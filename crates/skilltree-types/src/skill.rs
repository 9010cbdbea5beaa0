use chrono::{DateTime, Utc};
use serde::{Deserialize, Deserializer, Serialize};
use uuid::Uuid;

use std::fmt;
use std::str::FromStr;

use crate::error::SkillError;

/// Minimum skill name length (characters, after trimming).
pub const NAME_MIN_CHARS: usize = 2;
/// Maximum skill name length (characters, after trimming).
pub const NAME_MAX_CHARS: usize = 100;
/// Maximum description length (characters).
pub const DESCRIPTION_MAX_CHARS: usize = 500;

/// Unique identifier for a skill, wrapping a UUID v7 (time-sortable).
#[derive(Debug, Clone, Copy, PartialEq, Eq, PartialOrd, Ord, Hash, Serialize, Deserialize)]
pub struct SkillId(pub Uuid);

impl SkillId {
    /// Create a new SkillId using UUID v7.
    pub fn new() -> Self {
        Self(Uuid::now_v7())
    }

    /// Create a SkillId from an existing UUID.
    pub fn from_uuid(uuid: Uuid) -> Self {
        Self(uuid)
    }
}

impl Default for SkillId {
    fn default() -> Self {
        Self::new()
    }
}

impl fmt::Display for SkillId {
    fn fmt(&self, f: &mut fmt::Formatter<'_>) -> fmt::Result {
        write!(f, "{}", self.0)
    }
}

impl FromStr for SkillId {
    type Err = uuid::Error;

    fn from_str(s: &str) -> Result<Self, Self::Err> {
        Ok(Self(Uuid::parse_str(s)?))
    }
}

/// A node in the skill forest.
///
/// Structure is carried only by `parent_id`; ancestors, depth and children
/// are derived on demand and never stored.
#[derive(Debug, Clone, PartialEq, Serialize, Deserialize)]
pub struct Skill {
    pub id: SkillId,
    /// Display name, stored trimmed.
    pub name: String,
    pub description: Option<String>,
    /// Opaque presentation icon token, stored verbatim.
    pub icon: Option<String>,
    /// Presentation color index, stored verbatim.
    pub color: Option<i64>,
    /// `None` for roots.
    pub parent_id: Option<SkillId>,
    pub created_by: Option<String>,
    pub created_at: DateTime<Utc>,
    pub updated_at: DateTime<Utc>,
}

/// Record handed to the repository on insert. The store assigns the id and
/// the timestamps.
#[derive(Debug, Clone, Default)]
pub struct NewSkill {
    pub name: String,
    pub description: Option<String>,
    pub icon: Option<String>,
    pub color: Option<i64>,
    pub parent_id: Option<SkillId>,
    pub created_by: Option<String>,
}

/// Column-level patch applied by the repository.
///
/// Outer `None` leaves the column untouched; `Some(None)` clears it.
#[derive(Debug, Clone, Default, PartialEq)]
pub struct SkillPatch {
    pub name: Option<String>,
    pub description: Option<Option<String>>,
    pub icon: Option<Option<String>>,
    pub color: Option<Option<i64>>,
    pub parent_id: Option<Option<SkillId>>,
}

impl SkillPatch {
    /// Whether the patch touches the structural `parent_id` column.
    pub fn moves(&self) -> bool {
        self.parent_id.is_some()
    }
}

/// Request to create a new skill. Only `name` is required.
#[derive(Debug, Clone, Default, Serialize, Deserialize)]
pub struct CreateSkillRequest {
    pub name: String,
    #[serde(default)]
    pub description: Option<String>,
    #[serde(default)]
    pub icon: Option<String>,
    #[serde(default)]
    pub color: Option<i64>,
    #[serde(default)]
    pub parent_id: Option<SkillId>,
}

/// Request to update a skill. Absent fields are left unchanged.
///
/// `parent_id` is tri-state: absent (keep), `null` (move to root), or an id
/// (reparent). An empty `description` or `icon` clears the field.
#[derive(Debug, Clone, Default, Serialize, Deserialize)]
pub struct UpdateSkillRequest {
    #[serde(default, skip_serializing_if = "Option::is_none")]
    pub name: Option<String>,
    #[serde(default, skip_serializing_if = "Option::is_none")]
    pub description: Option<String>,
    #[serde(default, skip_serializing_if = "Option::is_none")]
    pub icon: Option<String>,
    #[serde(default, skip_serializing_if = "Option::is_none")]
    pub color: Option<i64>,
    #[serde(
        default,
        deserialize_with = "deserialize_some",
        skip_serializing_if = "Option::is_none"
    )]
    pub parent_id: Option<Option<SkillId>>,
}

/// Lets an explicit JSON `null` deserialize as `Some(None)` while a missing
/// field stays `None` through `#[serde(default)]`.
fn deserialize_some<'de, T, D>(deserializer: D) -> Result<Option<T>, D::Error>
where
    T: Deserialize<'de>,
    D: Deserializer<'de>,
{
    T::deserialize(deserializer).map(Some)
}

/// Minimal reference to a skill, used for ancestor paths.
#[derive(Debug, Clone, PartialEq, Eq, Serialize, Deserialize)]
pub struct SkillRef {
    pub id: SkillId,
    pub name: String,
}

impl From<&Skill> for SkillRef {
    fn from(skill: &Skill) -> Self {
        Self {
            id: skill.id,
            name: skill.name.clone(),
        }
    }
}

/// A skill with its position in the forest, returned by create and update.
#[derive(Debug, Clone, Serialize, Deserialize)]
pub struct SkillView {
    #[serde(flatten)]
    pub skill: Skill,
    /// Root first, direct parent last.
    pub ancestors: Vec<SkillRef>,
    pub depth: usize,
}

impl SkillView {
    /// Attach an ancestor chain; depth is its length.
    pub fn new(skill: Skill, ancestors: Vec<SkillRef>) -> Self {
        Self {
            depth: ancestors.len(),
            ancestors,
            skill,
        }
    }
}

/// Structural counters for a single skill.
#[derive(Debug, Clone, Copy, PartialEq, Eq, Serialize, Deserialize)]
pub struct SkillStats {
    pub direct_child_count: usize,
    pub total_descendants: usize,
    pub depth: usize,
}

/// Full single-skill view: ancestors, one level of children, and stats.
#[derive(Debug, Clone, Serialize, Deserialize)]
pub struct SkillDetail {
    #[serde(flatten)]
    pub skill: Skill,
    pub ancestors: Vec<SkillRef>,
    pub children: Vec<Skill>,
    pub stats: SkillStats,
}

/// A skill with its subtree materialized, as returned by forest listing.
#[derive(Debug, Clone, PartialEq, Serialize, Deserialize)]
pub struct SkillNode {
    #[serde(flatten)]
    pub skill: Skill,
    pub children: Vec<SkillNode>,
}

impl SkillNode {
    /// Number of nodes in this subtree, including `self`.
    pub fn subtree_len(&self) -> usize {
        let mut count = 0;
        let mut stack = vec![self];
        while let Some(node) = stack.pop() {
            count += 1;
            stack.extend(node.children.iter());
        }
        count
    }
}

/// Trim and validate a skill name, returning the stored form.
///
/// # Examples
///
/// ```
/// use skilltree_types::skill::validate_name;
///
/// assert_eq!(validate_name("  Algebra ").unwrap(), "Algebra");
/// assert!(validate_name("x").is_err());
/// ```
pub fn validate_name(name: &str) -> Result<String, SkillError> {
    let trimmed = name.trim();
    let len = trimmed.chars().count();
    if len < NAME_MIN_CHARS {
        return Err(SkillError::Validation(format!(
            "name must be at least {NAME_MIN_CHARS} characters"
        )));
    }
    if len > NAME_MAX_CHARS {
        return Err(SkillError::Validation(format!(
            "name must be at most {NAME_MAX_CHARS} characters"
        )));
    }
    Ok(trimmed.to_string())
}

/// Validate an optional description. Empty strings normalize to `None`.
pub fn validate_description(description: Option<String>) -> Result<Option<String>, SkillError> {
    match description {
        Some(d) if d.trim().is_empty() => Ok(None),
        Some(d) if d.chars().count() > DESCRIPTION_MAX_CHARS => Err(SkillError::Validation(
            format!("description must be at most {DESCRIPTION_MAX_CHARS} characters"),
        )),
        other => Ok(other),
    }
}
-------------------------
Your goal: From the data above, work out how many lines hold "FromStr". Answer with the number alone.

Answer box: 2